5.  Faster retransmission of lost LSPs

   As per [ISO10589], an IS transmitter resends a un-acknowledged LSP no
   sooner than minimumLSPTransmissionInterval, which is 5 seconds by
   default.  As this document allows the faster transmission of LSP
   acknoledgement, the transmitter should be able to retransmit faster,
   with a delay compatible (higher) than the partialSNPInterval or the
   delay needed to acknowledge the received LSPs.

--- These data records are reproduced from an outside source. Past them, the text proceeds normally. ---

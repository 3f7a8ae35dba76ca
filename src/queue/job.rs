use std::path::{Path, PathBuf};

/// Conversion of a single input file
#[derive(Debug, Clone, PartialEq)]
pub struct Job {
    /// Cleaned input path
    pub input: PathBuf,
    pub output: PathBuf,
    /// Arguments passed to ffmpeg, excluding the program itself
    pub args: Vec<String>,
}

impl Job {
    /// Get the filename
    pub fn filename(&self) -> String {
        file_name(&self.input)
    }
}

fn file_name(path: &Path) -> String {
    path.file_name()
        .map(|n| n.to_string_lossy().to_string())
        .unwrap_or_else(|| path.to_string_lossy().to_string())
}
use super::aggregate::collect;
use crate::encoder::{Invoker, build_job};
use crate::error::AppError;
use crate::options::{OptionSet, OutputTarget};
use std::path::{Path, PathBuf};
use std::sync::Arc;
use tokio::sync::{Semaphore, mpsc};
use tokio_util::sync::CancellationToken;
use tokio_util::task::TaskTracker;
use tracing::{debug, info, warn};

/// Clamp the requested parallelism to `[1, cpu_count - 1]`
pub fn effective_workers(requested: usize, cpu_count: usize) -> usize {
    requested.min(cpu_count.saturating_sub(1)).max(1)
}

/// Runs one job per input with a bounded number of concurrent invocations
pub struct Dispatcher<I> {
    invoker: Arc<I>,
    workers: usize,
}

impl<I: Invoker> Dispatcher<I> {
    pub fn new(invoker: Arc<I>, requested: usize) -> Self {
        Self::with_cpu_count(invoker, requested, num_cpus::get())
    }

    pub fn with_cpu_count(invoker: Arc<I>, requested: usize, cpu_count: usize) -> Self {
        Self {
            invoker,
            workers: effective_workers(requested, cpu_count),
        }
    }

    pub fn workers(&self) -> usize {
        self.workers
    }

    /// Convert every input and fold the outcomes into one result.
    ///
    /// All jobs are spawned up front; each waits for a permit before invoking.
    /// Once `cancel` fires the partial aggregate is returned after every
    /// started job has finished its own cancellation handling.
    pub async fn run(
        &self,
        options: Arc<OptionSet>,
        inputs: Vec<PathBuf>,
        cancel: CancellationToken,
    ) -> Result<(), AppError> {
        if matches!(options.output, OutputTarget::File(_)) && inputs.len() > 1 {
            return Err(AppError::AmbiguousOutput);
        }

        info!(
            "Converting {} file(s) with {} worker(s)",
            inputs.len(),
            self.workers()
        );

        let semaphore = Arc::new(Semaphore::new(self.workers));
        let (tx, rx) = mpsc::channel(1);
        let tracker = TaskTracker::new();

        for input in inputs {
            let tx = tx.clone();
            let semaphore = Arc::clone(&semaphore);
            let invoker = Arc::clone(&self.invoker);
            let options = Arc::clone(&options);
            let cancel = cancel.clone();

            tracker.spawn(async move {
                let permit = tokio::select! {
                    biased;
                    _ = cancel.cancelled() => return,
                    permit = semaphore.acquire_owned() => match permit {
                        Ok(p) => p,
                        Err(_) => return,
                    },
                };

                let result = run_job(invoker.as_ref(), &options, &input, &cancel).await;
                // The receiver is gone once the batch was cancelled
                let _ = tx.send(result).await;
                drop(permit);
            });
        }
        drop(tx);
        tracker.close();

        let outcome = collect(rx, &cancel).await;
        // Killed children and their partial outputs must be gone before returning
        tracker.wait().await;
        outcome
    }
}

async fn run_job<I: Invoker>(
    invoker: &I,
    options: &OptionSet,
    input: &Path,
    cancel: &CancellationToken,
) -> Result<(), AppError> {
    let job = build_job(options, input);
    debug!(
        "Converting {} -> {}",
        job.input.display(),
        job.output.display()
    );

    let result = invoker.invoke(&job, cancel).await;
    match &result {
        Ok(()) => info!("Finished {}", job.filename()),
        Err(AppError::Cancelled) => {}
        Err(e) => warn!("Conversion of {} failed: {}", job.input.display(), e),
    }
    result
}
use crate::error::AppError;
use std::path::{Path, PathBuf};
use tracing::debug;

/// Where converted files are written
#[derive(Debug, Clone, Default, PartialEq, Eq)]
pub enum OutputTarget {
    /// Write next to (or over) the input
    #[default]
    Unchanged,
    /// Single explicit output file
    File(PathBuf),
    /// Directory receiving one file per input
    Directory(PathBuf),
}

impl OutputTarget {
    /// Resolve a user-supplied output path, creating it as a directory when
    /// it does not exist and has no extension.
    pub fn resolve(output: &Path) -> Result<Self, AppError> {
        match std::fs::metadata(output) {
            Ok(meta) if meta.is_dir() => Ok(Self::Directory(output.to_path_buf())),
            Ok(_) => Ok(Self::File(output.to_path_buf())),
            Err(e) if e.kind() == std::io::ErrorKind::NotFound => {
                if output.extension().is_some() {
                    return Ok(Self::File(output.to_path_buf()));
                }
                std::fs::create_dir_all(output).map_err(|source| AppError::OutputDir {
                    path: output.to_path_buf(),
                    source,
                })?;
                debug!("Created output directory {}", output.display());
                Ok(Self::Directory(output.to_path_buf()))
            }
            Err(source) => Err(AppError::OutputDir {
                path: output.to_path_buf(),
                source,
            }),
        }
    }
}

/// Transform parameters shared by every job in a batch
#[derive(Debug, Clone, Default)]
pub struct OptionSet {
    pub crop: Option<String>,
    pub fps: Option<String>,
    pub rotate: Option<String>,
    pub scale: Option<String>,
    /// Playback multiplier; `None` leaves speed untouched
    pub speed: Option<f64>,
    pub volume: Option<String>,
    /// Raw `start,end` range
    pub trim: Option<String>,
    /// Target container/extension without the dot
    pub format: Option<String>,
    pub no_audio: bool,
    pub reverse: bool,
    pub force: bool,
    pub workers: usize,
    pub output: OutputTarget,
}

impl OptionSet {
    /// Check values that cannot be expressed as ffmpeg flags.
    pub fn validate(&self) -> Result<(), AppError> {
        if let Some(speed) = self.speed
            && (!speed.is_finite() || speed <= 0.0)
        {
            return Err(AppError::InvalidOption(format!(
                "speed must be a positive number, got {}",
                speed
            )));
        }
        Ok(())
    }

    /// Whether a speed change has to be applied at all
    pub fn speed_change(&self) -> Option<f64> {
        self.speed.filter(|s| *s > 0.0 && *s != 1.0)
    }
}

/// Treat empty strings coming from the CLI as unset.
pub fn non_empty(value: Option<String>) -> Option<String> {
    value.filter(|v| !v.is_empty())
}

/// A zero speed on the command line means "leave unchanged".
pub fn speed_from_flag(speed: f64) -> Option<f64> {
    if speed == 0.0 { None } else { Some(speed) }
}

#[cfg(test)]
mod tests {
    use super::*;

    fn base() -> OptionSet {
        OptionSet {
            workers: 1,
            ..Default::default()
        }
    }

    #[test]
    fn negative_speed_is_rejected() {
        let opts = OptionSet {
            speed: Some(-1.0),
            ..base()
        };
        assert!(matches!(opts.validate(), Err(AppError::InvalidOption(_))));
    }

    #[test]
    fn nan_speed_is_rejected() {
        let opts = OptionSet {
            speed: Some(f64::NAN),
            ..base()
        };
        assert!(opts.validate().is_err());
    }

    #[test]
    fn zero_workers_is_accepted() {
        // The dispatcher raises it to one worker
        let opts = OptionSet {
            workers: 0,
            ..Default::default()
        };
        assert!(opts.validate().is_ok());
    }

    #[test]
    fn unit_speed_is_not_a_change() {
        let opts = OptionSet {
            speed: Some(1.0),
            ..base()
        };
        assert!(opts.validate().is_ok());
        assert_eq!(opts.speed_change(), None);
        assert_eq!(speed_from_flag(0.0), None);
        assert_eq!(speed_from_flag(2.5), Some(2.5));
    }

    #[test]
    fn resolve_existing_directory() {
        let dir = tempfile::tempdir().unwrap();
        let target = OutputTarget::resolve(dir.path()).unwrap();
        assert_eq!(target, OutputTarget::Directory(dir.path().to_path_buf()));
    }

    #[test]
    fn resolve_creates_missing_directory() {
        let dir = tempfile::tempdir().unwrap();
        let out = dir.path().join("converted");
        let target = OutputTarget::resolve(&out).unwrap();
        assert!(out.is_dir());
        assert_eq!(target, OutputTarget::Directory(out));
    }

    #[test]
    fn resolve_missing_file_with_extension() {
        let dir = tempfile::tempdir().unwrap();
        let out = dir.path().join("result.mp4");
        let target = OutputTarget::resolve(&out).unwrap();
        assert!(!out.exists());
        assert_eq!(target, OutputTarget::File(out));
    }

    #[test]
    fn resolve_existing_file() {
        let dir = tempfile::tempdir().unwrap();
        let out = dir.path().join("existing");
        std::fs::write(&out, b"").unwrap();
        assert_eq!(
            OutputTarget::resolve(&out).unwrap(),
            OutputTarget::File(out)
        );
    }
}
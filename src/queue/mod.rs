pub mod aggregate;
pub mod job;
pub mod worker;

pub use job::Job;
pub use worker::Dispatcher;

use crate::encoder::Invoker;
use crate::error::AppError;
use crate::options::OptionSet;
use std::path::PathBuf;
use std::sync::Arc;
use tokio_util::sync::CancellationToken;

/// Convert every input with `options`, sized by the machine's CPU count
pub async fn run_batch<I: Invoker>(
    options: Arc<OptionSet>,
    inputs: Vec<PathBuf>,
    invoker: Arc<I>,
    cancel: CancellationToken,
) -> Result<(), AppError> {
    Dispatcher::new(invoker, options.workers)
        .run(options, inputs, cancel)
        .await
}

   The reception of the parameter minimumLSPTransmissionInterval means
   that the IS transmitter MAY set its minimumLSPTransmissionInterval to
   this value or higher.

   The interval advertised in minimumLSPTransmissionInterval MUST be
   higher than the effective partialSNPInterval of the receiver plus the
   Round Trip Time (RTT) of the interface.  The effective
   partialSNPInterval of the receiver is the maximum amount of time that
   the receiver is expected to take to acknowledge the LSP.  This would
   be the partialSNPInterval on a receiver following only [ISO10589], or
   an effective value if the receiver has implemented a faster method to
   acknowledge LSPs faster, as discussed in Section 4 .  The goal is
   that the receiver should not be telling the transmitter to resend un-
   acknowledged LSPs after waiting for a time shorter than the receiver
   is planning acknowledge LSPs it has actually received.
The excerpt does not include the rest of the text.